Jannik Sinner
Foto: tiebreaktennis.it
Sport | Nationalismus

Infragestellung seiner Loyalität

Jannik Sinners „Einbürgerung“ durch die „Gazzetta“
  • Es ist schon erstaunlich, eigentlich unglaublich! Wir leben in einer Zeit, in der wir per Mausklick am Tablet oder mit einem „Wischer“ am Smartphone in Sekunden Teil des „Gobal Village“ (Marshall McLuhan, 1962) sind. Und in einer Zeit, in der Profi- und Spitzensportler aller Art unabhängig von ihrer Herkunft, Ethnie, Hautfarbe, Sprache und Nationalität täglich um Millionenbeträge rund um den ganzen Erdball von ihren Clubs und „Ställen“ vermittelt, gehandelt und verkauft werden. Und gerade in dieser Zeit der allgemeinen „fluidity“, die selbst die Existenz und die Zugehörigkeit zu einem eindeutig und starr definiertem Geschlecht der Menschen (Gender) diskutiert, dominiert im Sport noch immer die nationale Identifikation

    „Sobald Meisterschaften von Nationalmannschaften stattfinden, verfallen Millionen von Fans in patriotische Ekstase und nationalen Fanatismus als ginge es um Leben oder Tod.“

  • Amadeus und Fiorello: Höhepunkt des vibrierenden Nationalstolzes Foto: Upi

    Als ich als junger Bub in Bozen zu den Eishockey-Spielen ging, waren schon damals die unbestrittenen Helden „i canadesi“, die teuer angeheuerten Profis aus Kanada. Heutzutage ist sowieso jede bedeutende Fußballmannschaft eine Mixtur aus Spielern aller Herren Länder.  Aber sobald Meisterschaften von Nationalmannschaften stattfinden, verfallen Millionen von Fans in patriotische Ekstase und nationalen Fanatismus als ginge es um Leben oder Tod. (Besonders absurd: ein Großteil der bei diesen Wettbewerben rivalisierenden Nationalmannschaften-Stars spielen hauptberuflich häufig als höchstbezahlte Profis gemeinsam als Partner und best friends in berühmten Clubs - also müssen sie bei Länder-Matches switchen… Dr. Jekyll und Mr. Hyde)

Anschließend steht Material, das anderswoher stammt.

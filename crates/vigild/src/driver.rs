//! The fixed-tick consumer loop.
//!
//! Owns everything on the consumer side of the event queue: once per
//! tick it drains the queue, parses each payload with the match mode
//! configured for its transport, feeds commands to the alert state
//! machine, routes the resulting intents to the panel animator and the
//! scene actuator, and advances the panel animation. Telemetry lines are
//! peeled off before command parsing and only update a latest-reading
//! snapshot.
//!
//! Nothing in the tick body blocks: transport I/O, retries, and waits
//! all live in the adapter tasks.

use std::time::Duration;

use tokio::sync::watch;
use tokio::time::interval;
use tokio_util::sync::CancellationToken;
use tracing::{debug, info};

use vigil_core::{AlertState, Command, Intent, TelemetryReading, TransportKind};
use vigil_protocol::{parse, parse_telemetry, MatchMode};

use crate::actuator::SceneActuator;
use crate::alert::AlertMachine;
use crate::config::DaemonConfig;
use crate::panel::PanelAnimator;
use crate::queue::QueueDrain;

/// The consumer-side driver.
pub struct Driver {
    queue: QueueDrain,
    machine: AlertMachine,
    panel: PanelAnimator,
    actuator: Box<dyn SceneActuator>,
    broker_mode: MatchMode,
    serial_mode: MatchMode,
    telemetry_tx: watch::Sender<Option<TelemetryReading>>,
}

impl Driver {
    /// Builds a driver from configuration, the queue's consumer half,
    /// and the host's actuator.
    pub fn new(cfg: &DaemonConfig, queue: QueueDrain, actuator: Box<dyn SceneActuator>) -> Self {
        let (telemetry_tx, _) = watch::channel(None);
        Self {
            queue,
            machine: AlertMachine::new(&cfg.alert),
            panel: PanelAnimator::new(&cfg.alert),
            actuator,
            broker_mode: cfg.broker.match_mode,
            serial_mode: cfg.serial.match_mode,
            telemetry_tx,
        }
    }

    /// Current alert state.
    pub fn alert_state(&self) -> AlertState {
        self.machine.state()
    }

    /// The panel animator (phase and scale for the host renderer).
    pub fn panel(&self) -> &PanelAnimator {
        &self.panel
    }

    /// Latest telemetry reading, if any has arrived.
    pub fn watch_telemetry(&self) -> watch::Receiver<Option<TelemetryReading>> {
        self.telemetry_tx.subscribe()
    }

    /// Runs one tick: drain, parse, transition, animate, actuate.
    pub fn tick(&mut self, delta: Duration) {
        let batch = self.queue.drain_all();
        let mut commands = Vec::with_capacity(batch.len());

        for msg in batch {
            if let Some(reading) = parse_telemetry(&msg.payload) {
                info!(
                    source = %msg.source,
                    temperature_c = reading.temperature_c,
                    humidity_pct = reading.humidity_pct,
                    "Telemetry reading"
                );
                let _ = self.telemetry_tx.send(Some(reading));
                continue;
            }

            match parse(&msg.payload, self.mode_for(msg.origin)) {
                Command::Unknown(raw) => {
                    debug!(source = %msg.source, payload = %raw, "Unrecognized payload ignored");
                }
                command => commands.push(command),
            }
        }

        for intent in self.machine.tick(delta, &commands) {
            self.panel.apply(&intent);
            self.dispatch(&intent);
        }
        self.panel.tick(delta);
    }

    fn mode_for(&self, origin: TransportKind) -> MatchMode {
        match origin {
            TransportKind::Broker => self.broker_mode,
            TransportKind::Serial => self.serial_mode,
        }
    }

    fn dispatch(&mut self, intent: &Intent) {
        match intent {
            Intent::ShowAlert(text) => self.actuator.show_alert(text),
            Intent::HideAlert => self.actuator.hide_alert(),
            Intent::EnterFallPose => self.actuator.enter_fall_pose(),
            Intent::EnterStandPose => self.actuator.enter_stand_pose(),
        }
    }
}

/// Spawns the tick loop at the configured rate.
///
/// Ticks with a fixed delta (the configured period); the host loop owns
/// the cadence. Stops when the cancellation token fires.
pub fn spawn_driver_task(
    mut driver: Driver,
    period: Duration,
    cancel: CancellationToken,
) -> tokio::task::JoinHandle<Driver> {
    tokio::spawn(async move {
        let mut tick = interval(period);

        info!(
            period_ms = period.as_secs_f64() * 1000.0,
            "Driver tick loop started"
        );

        loop {
            tokio::select! {
                biased;

                _ = cancel.cancelled() => {
                    info!("Driver tick loop shutting down");
                    break;
                }

                _ = tick.tick() => {
                    driver.tick(period);
                }
            }
        }

        debug!(dropped_total = driver.queue.dropped(), "Driver tick loop completed");
        driver
    })
}
//! Vigil Protocol - parsing of inbound sensor payloads.
//!
//! Two independent parsers:
//! - `parser` - the command vocabulary (fall/stand). Total: every input
//!   maps to a `Command`, unmatched input to `Command::Unknown`.
//! - `telemetry` - a stricter full-pattern match for fixed-format
//!   temperature/humidity report lines, extracting typed numeric fields.
//!
//! Both are pure functions with no state and no I/O.

pub mod parser;
pub mod telemetry;

// Re-exports for convenience
pub use parser::{parse, MatchMode};
pub use telemetry::parse_telemetry;
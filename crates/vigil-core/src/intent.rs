//! Side-effect requests emitted by the alert state machine.

use std::fmt;

/// A side effect requested by the alert state machine.
///
/// The machine never touches rendering or physics itself; it emits intents
/// and the tick-loop driver routes them to the panel animator and to the
/// scene actuator.
#[derive(Debug, Clone, PartialEq, Eq)]
pub enum Intent {
    /// Show the warning panel with the given message.
    ShowAlert(String),

    /// Hide the warning panel.
    HideAlert,

    /// Put the monitored subject into the fall pose.
    EnterFallPose,

    /// Restore the monitored subject to the stand pose.
    EnterStandPose,
}

impl fmt::Display for Intent {
    fn fmt(&self, f: &mut fmt::Formatter<'_>) -> fmt::Result {
        match self {
            Self::ShowAlert(text) => write!(f, "show alert: {text}"),
            Self::HideAlert => write!(f, "hide alert"),
            Self::EnterFallPose => write!(f, "enter fall pose"),
            Self::EnterStandPose => write!(f, "enter stand pose"),
        }
    }
}
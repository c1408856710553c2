//! Transport adapters: one reconnecting reception loop per wire.
//!
//! Two interchangeable implementations share one contract:
//! - `broker` - MQTT subscription over TCP (rumqttc)
//! - `serial` - newline-delimited serial port (tokio-serial)
//!
//! An adapter is spawned with a `QueuePusher` and runs until its
//! cancellation token fires. It owns its connection, its reconnect
//! schedule (via `ConnectionSupervisor`), and its `ConnectionState`;
//! everything observable from outside goes through the returned
//! `TransportHandle`.

pub mod broker;
pub mod serial;

use std::time::Duration;

use thiserror::Error;
use tokio::sync::watch;
use tokio::task::JoinHandle;
use tokio::time::timeout;
use tokio_util::sync::CancellationToken;
use tracing::{debug, warn};

use vigil_core::{ConnectionState, TransportKind};

pub use broker::{spawn_broker_adapter, BrokerPublisher};
pub use serial::spawn_serial_adapter;

/// How long `shutdown` waits for a reception loop to exit before
/// abandoning it.
pub const SHUTDOWN_JOIN_TIMEOUT: Duration = Duration::from_secs(1);

/// Transport-level errors.
///
/// Connection failures never surface here - they are retried forever
/// inside the reception loop. What remains is the publish path and the
/// shutdown join window.
#[derive(Debug, Error)]
pub enum TransportError {
    /// An outbound publish could not be handed to the broker client.
    #[error("publish to {topic} failed: {reason}")]
    PublishFailed { topic: String, reason: String },

    /// The reception loop did not exit within the join window. The task
    /// is abandoned; the process continues.
    #[error("{transport} reception loop did not stop within {timeout:?}")]
    ShutdownTimeout {
        transport: TransportKind,
        timeout: Duration,
    },
}

/// Handle to a running transport adapter.
///
/// Dropping the handle does NOT stop the adapter; call `shutdown`.
pub struct TransportHandle {
    kind: TransportKind,
    cancel: CancellationToken,
    state_rx: watch::Receiver<ConnectionState>,
    publisher: Option<BrokerPublisher>,
    task: JoinHandle<()>,
}

impl TransportHandle {
    pub(crate) fn new(
        kind: TransportKind,
        cancel: CancellationToken,
        state_rx: watch::Receiver<ConnectionState>,
        publisher: Option<BrokerPublisher>,
        task: JoinHandle<()>,
    ) -> Self {
        Self {
            kind,
            cancel,
            state_rx,
            publisher,
            task,
        }
    }

    /// Which transport this handle controls.
    pub fn kind(&self) -> TransportKind {
        self.kind
    }

    /// Non-blocking connection-state snapshot.
    pub fn state(&self) -> ConnectionState {
        self.state_rx.borrow().clone()
    }

    /// Observer handle for status displays; `changed()` wakes on every
    /// state transition.
    pub fn watch_state(&self) -> watch::Receiver<ConnectionState> {
        self.state_rx.clone()
    }

    /// The publish capability, present on the broker adapter only.
    pub fn publisher(&self) -> Option<BrokerPublisher> {
        self.publisher.clone()
    }

    /// Stops the reception loop and joins it with a bounded wait.
    ///
    /// On timeout the task is abandoned (the tokio task leaks until the
    /// runtime shuts down) and `ShutdownTimeout` is returned so the
    /// caller can log it; this is never fatal.
    pub async fn shutdown(self) -> Result<(), TransportError> {
        debug!(transport = %self.kind, "Shutting down transport adapter");
        self.cancel.cancel();

        match timeout(SHUTDOWN_JOIN_TIMEOUT, self.task).await {
            Ok(_) => {
                debug!(transport = %self.kind, "Transport adapter stopped");
                Ok(())
            }
            Err(_) => {
                warn!(
                    transport = %self.kind,
                    timeout_secs = SHUTDOWN_JOIN_TIMEOUT.as_secs_f32(),
                    "Transport adapter did not stop in time, abandoning"
                );
                Err(TransportError::ShutdownTimeout {
                    transport: self.kind,
                    timeout: SHUTDOWN_JOIN_TIMEOUT,
                })
            }
        }
    }
}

  • Einen neuerlichen Höhepunkt des vibrierenden Nationalstolzes lieferte die bedeutendste Nachrichtensendung der öffentlich-rechtlichen RAI – der letzthin ohnehin vollkommen verboulevardisierte TG1. Der italienische David-Cup-Sieg mit Sinner wurde zum Aufmacher um 20h gehievt und man konnte glauben einer Sportsendung beizuwohnen: mehr als ein Drittel der Nachrichtensendung ergingen sich die Moderatorin, der Präsident der Federtennis, Amadeus (eigentlich im Studio um Sanremo anzukündigen) und per Telefon live und spontan zugeschaltet Fiorello!! in euphorischen Jubeltönen über die Azzurri, die endlich, nach so schmerzvoll langen 47 Jahren, die Coppa Davis wieder erkämpft haben – Interview und nicht mehr enden wollende Lobgesänge auf das Übertalent des so emotionslosen Jannik Sinner mit seinem Locken-ciuffo. Zumindest medienpolitisch passte die TG1-show perfekt in das Narrativ der neuen Rechtsregierung und del suo presidente (maskulin!) Giorgia: Italy is back! Wir sind wieder wer. 

  • Caso Nazionale

    Dabei hatte die bedeutende „Gazzetta dello Sport“ eine wochenlange Kampagne gegen Jannik Sinner gedruckt. Es ist im Sport-Journalismus nicht unüblich, dass Reporter und Kommentatoren immer ganz genau und sehr viel besser wissen, was Sportler, Mannschaften und Trainer zu tun oder zu lassen hätten. Die scharfen und teils ins Persönliche gehenden Kritiken am jungen Tennis-Talent gingen allerdings weit über die gewohnte Besserwisserei hinaus und gipfelten schließlich in der Infragestellung seiner Loyalität – der Loyalität zu seinem Team, zur Nazionale, also zur Nazione, zu Italien. Und das alles, weil der Südtiroler seine Teilnahme oder Nichtteilnahme an Wettkämpfen des National-Teams in erster Linie von seiner körperlichen und psychischen Verfassung (und eigener Karriere-Vorstellungen) abhängig machte, anstatt alles dem obligaten Patriotismus unterzuordnen. Also prangte auf dem Cover von „Sportsweek“, der Wochenausgabe der „Gazzetta“ zum Foto Sinners „Caso Nazionale“. 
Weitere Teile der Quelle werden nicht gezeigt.